◆ **TASK INSTRUCTIONS**: Whenever a line of the records below contains the word "description", copy that line.

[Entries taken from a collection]
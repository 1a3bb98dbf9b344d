use std::ops::Deref;

use serde::{Deserialize, Serialize};
use serde_json::{Map, Value};

use super::{EventError, SohlEvent};
use crate::base::{BuildContext, ClassMetadata, ClassTag, ParentRef, RegistryError, SohlBase};
use crate::logic::SohlLogic;

/// Who an action applies to.
#[derive(
    Clone,
    Copy,
    Debug,
    Default,
    PartialEq,
    Eq,
    Hash,
    Serialize,
    Deserialize,
    strum::Display,
    strum::EnumString,
)]
#[serde(rename_all = "lowercase")]
#[strum(serialize_all = "lowercase")]
pub enum ActionScope {
    /// The owning logic node itself.
    #[default]
    #[serde(rename = "self")]
    #[strum(serialize = "self")]
    Owner,
    Item,
    Actor,
    Other,
}

/// Concrete action class to build.
#[derive(Clone, Copy, Debug, PartialEq, Eq, Hash)]
pub enum ActionClass {
    Intrinsic,
    Script,
}

impl ActionClass {
    pub const fn metadata(self) -> ClassMetadata {
        match self {
            Self::Intrinsic => SohlAction::INTRINSIC,
            Self::Script => SohlAction::SCRIPT,
        }
    }
}

/// What invoking the action runs.
#[derive(Clone, Debug, PartialEq, Eq)]
pub enum ActionKind {
    /// A named capability registered with the host.
    Intrinsic { function_name: String },
    /// An embedded script body. `use_async` tells the host to await it.
    Script { script: String, use_async: bool },
}

#[derive(Debug, Deserialize)]
#[serde(rename_all = "camelCase")]
struct ActionData {
    #[serde(default)]
    scope: ActionScope,
    #[serde(default)]
    notes: String,
    #[serde(default)]
    description: String,
    #[serde(default)]
    context_icon_class: String,
    #[serde(default)]
    context_condition: String,
    #[serde(default)]
    context_group: String,
    #[serde(default)]
    function_name: Option<String>,
    #[serde(default)]
    script: Option<String>,
    #[serde(default)]
    use_async: Option<bool>,
}

/// Invokable operation exposed on a logic node's context menu.
#[derive(Clone, Debug, PartialEq)]
pub struct SohlAction {
    event: SohlEvent,
    scope: ActionScope,
    notes: String,
    description: String,
    context_icon_class: String,
    context_condition: String,
    context_group: String,
    kind: ActionKind,
}

impl SohlAction {
    pub const INTRINSIC: ClassMetadata = ClassMetadata::new("SohlIntrinsicAction");
    pub const SCRIPT: ClassMetadata = ClassMetadata::new("SohlScriptAction");

    pub fn from_data(
        data: &Value,
        parent: Option<ParentRef>,
        class: ActionClass,
        ctx: &mut BuildContext<'_>,
    ) -> Result<Self, EventError> {
        if parent.is_none() {
            return Err(EventError::MissingParent);
        }
        let decoded =
            ActionData::deserialize(data).map_err(|e| EventError::Decode(e.to_string()))?;

        let kind = match class {
            ActionClass::Intrinsic => ActionKind::Intrinsic {
                function_name: decoded
                    .function_name
                    .filter(|f| !f.is_empty())
                    .ok_or(EventError::MissingFunctionName)?,
            },
            ActionClass::Script => ActionKind::Script {
                script: decoded
                    .script
                    .filter(|s| !s.is_empty())
                    .ok_or(EventError::MissingScript)?,
                use_async: decoded.use_async.unwrap_or(true),
            },
        };

        let event = SohlEvent::decode(data, parent, &class.metadata(), ctx)?;
        Ok(Self {
            event,
            scope: decoded.scope,
            notes: decoded.notes,
            description: decoded.description,
            context_icon_class: decoded.context_icon_class,
            context_condition: decoded.context_condition,
            context_group: decoded.context_group,
            kind,
        })
    }

    /// Builds an action under `parent` and adds it to the parent's actions.
    ///
    /// Returns the new action's id. If the parent already holds an action
    /// with that id, the parent is left unchanged and
    /// [`RegistryError::DuplicateId`] is returned.
    pub fn create(
        data: &Value,
        parent: &mut SohlLogic,
        class: ActionClass,
        ctx: &mut BuildContext<'_>,
    ) -> Result<String, RegistryError> {
        let mut data = data.clone();
        class.metadata().stamp(&mut data);
        let action = ctx.action_from_data(&data, Some(ParentRef::logic(parent.id())))?;
        let id = action.id().to_string();
        if !parent.add_action(action) {
            return Err(RegistryError::duplicate_id(parent.id(), id));
        }
        Ok(id)
    }

    pub fn event(&self) -> &SohlEvent {
        &self.event
    }

    pub fn class(&self) -> ActionClass {
        match self.kind {
            ActionKind::Intrinsic { .. } => ActionClass::Intrinsic,
            ActionKind::Script { .. } => ActionClass::Script,
        }
    }

    pub fn kind(&self) -> &ActionKind {
        &self.kind
    }

    pub fn scope(&self) -> ActionScope {
        self.scope
    }

    pub fn notes(&self) -> &str {
        &self.notes
    }

    pub fn description(&self) -> &str {
        &self.description
    }

    pub fn context_icon_class(&self) -> &str {
        &self.context_icon_class
    }

    pub fn context_condition(&self) -> &str {
        &self.context_condition
    }

    pub fn context_group(&self) -> &str {
        &self.context_group
    }
}

impl Deref for SohlAction {
    type Target = SohlEvent;

    fn deref(&self) -> &SohlEvent {
        &self.event
    }
}

impl SohlBase for SohlAction {
    const METADATA: ClassMetadata = ClassMetadata::new("SohlAction");

    fn tag(&self) -> &ClassTag {
        self.event.tag()
    }

    fn parent(&self) -> Option<&ParentRef> {
        Some(self.event.parent())
    }

    fn to_json(&self) -> Value {
        let mut object = Map::new();
        self.event.write_json(&mut object);
        object.insert("scope".into(), Value::String(self.scope.to_string()));
        object.insert("notes".into(), Value::String(self.notes.clone()));
        object.insert(
            "description".into(),
            Value::String(self.description.clone()),
        );
        object.insert(
            "contextIconClass".into(),
            Value::String(self.context_icon_class.clone()),
        );
        object.insert(
            "contextCondition".into(),
            Value::String(self.context_condition.clone()),
        );
        object.insert(
            "contextGroup".into(),
            Value::String(self.context_group.clone()),
        );
        match &self.kind {
            ActionKind::Intrinsic { function_name } => {
                object.insert(
                    "functionName".into(),
                    Value::String(function_name.clone()),
                );
            }
            ActionKind::Script { script, use_async } => {
                object.insert("script".into(), Value::String(script.clone()));
                object.insert("useAsync".into(), Value::Bool(*use_async));
            }
        }
        Value::Object(object)
    }
}

#[cfg(test)]
mod tests {
    use serde_json::json;

    use super::*;
    use crate::base::{ClassRegistry, DocumentRef};
    use crate::time::FixedClock;
    use crate::utils::IdRegistry;

    struct Fixture {
        registry: ClassRegistry,
        ids: IdRegistry,
        clock: FixedClock,
    }

    impl Fixture {
        fn new() -> Self {
            Self {
                registry: ClassRegistry::with_defaults(),
                ids: IdRegistry::default(),
                clock: FixedClock::new(1_000),
            }
        }

        fn ctx(&mut self) -> BuildContext<'_> {
            BuildContext::new(&self.registry, &mut self.ids, &self.clock)
        }

        fn owner(&mut self) -> SohlLogic {
            self.ctx()
                .logic_from_data(
                    &json!({"class": "SohlLogic", "id": "L", "name": "Hero", "type": "being"}),
                    Some(DocumentRef::actor("A1").into()),
                )
                .unwrap()
        }
    }

    #[test]
    fn intrinsic_requires_function_name() {
        let mut fx = Fixture::new();
        let err = SohlAction::from_data(
            &json!({"name": "Attack"}),
            Some(ParentRef::logic("L")),
            ActionClass::Intrinsic,
            &mut fx.ctx(),
        )
        .unwrap_err();
        assert_eq!(err, EventError::MissingFunctionName);
    }

    #[test]
    fn script_requires_script_and_defaults_async() {
        let mut fx = Fixture::new();
        assert_eq!(
            SohlAction::from_data(
                &json!({"script": ""}),
                Some(ParentRef::logic("L")),
                ActionClass::Script,
                &mut fx.ctx(),
            )
            .unwrap_err(),
            EventError::MissingScript
        );

        let action = SohlAction::from_data(
            &json!({"script": "return 1;"}),
            Some(ParentRef::logic("L")),
            ActionClass::Script,
            &mut fx.ctx(),
        )
        .unwrap();
        assert_eq!(
            action.kind(),
            &ActionKind::Script {
                script: "return 1;".into(),
                use_async: true
            }
        );
        assert_eq!(action.class_name(), "SohlScriptAction");
    }

    #[test]
    fn script_honors_explicit_sync() {
        let mut fx = Fixture::new();
        let action = SohlAction::from_data(
            &json!({"script": "x", "useAsync": false}),
            Some(ParentRef::logic("L")),
            ActionClass::Script,
            &mut fx.ctx(),
        )
        .unwrap();
        assert!(matches!(
            action.kind(),
            ActionKind::Script {
                use_async: false,
                ..
            }
        ));
    }

    #[test]
    fn action_fields_default_and_round_trip() {
        let mut fx = Fixture::new();
        let data = json!({
            "class": "SohlIntrinsicAction",
            "name": "Strike",
            "functionName": "strike",
            "contextGroup": "primary",
        });
        let action = fx
            .ctx()
            .action_from_data(&data, Some(ParentRef::logic("L")))
            .unwrap();
        assert_eq!(action.scope(), ActionScope::Owner);
        assert_eq!(action.notes(), "");
        assert_eq!(action.context_group(), "primary");

        let json = action.to_json();
        assert_eq!(json["scope"], "self");
        assert_eq!(json["functionName"], "strike");

        let rebuilt = fx
            .ctx()
            .action_from_data(&json, Some(ParentRef::logic("L")))
            .unwrap();
        assert_eq!(rebuilt.to_json(), json);
    }

    #[test]
    fn create_stamps_class_and_registers_on_parent() {
        let mut fx = Fixture::new();
        let mut owner = fx.owner();
        let id = SohlAction::create(
            &json!({"id": "kick", "name": "Kick", "functionName": "kick"}),
            &mut owner,
            ActionClass::Intrinsic,
            &mut fx.ctx(),
        )
        .unwrap();
        assert_eq!(id, "kick");

        let action = owner.actions().get("kick").unwrap();
        assert_eq!(action.class_name(), "SohlIntrinsicAction");
        assert_eq!(action.parent(), Some(&ParentRef::logic("L")));
        assert_eq!(action.to_json()["schemaVersion"], "0.6.0");
    }

    #[test]
    fn create_rejects_existing_action_id() {
        let mut fx = Fixture::new();
        let mut owner = fx.owner();
        SohlAction::create(
            &json!({"id": "kick", "name": "Kick", "functionName": "kick"}),
            &mut owner,
            ActionClass::Intrinsic,
            &mut fx.ctx(),
        )
        .unwrap();

        let err = SohlAction::create(
            &json!({"id": "kick", "name": "Stomp", "script": "stomp()"}),
            &mut owner,
            ActionClass::Script,
            &mut fx.ctx(),
        )
        .unwrap_err();
        assert_eq!(err, RegistryError::duplicate_id("L", "kick"));
        assert_eq!(owner.actions().len(), 1);
        assert_eq!(owner.actions().get("kick").unwrap().name(), "Kick");
    }
}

◆ **RESPONSE**:
    description: String,
    description: String,
            description: decoded.description,
    pub fn description(&self) -> &str {
        &self.description
            "description".into(),
            Value::String(self.description.clone()),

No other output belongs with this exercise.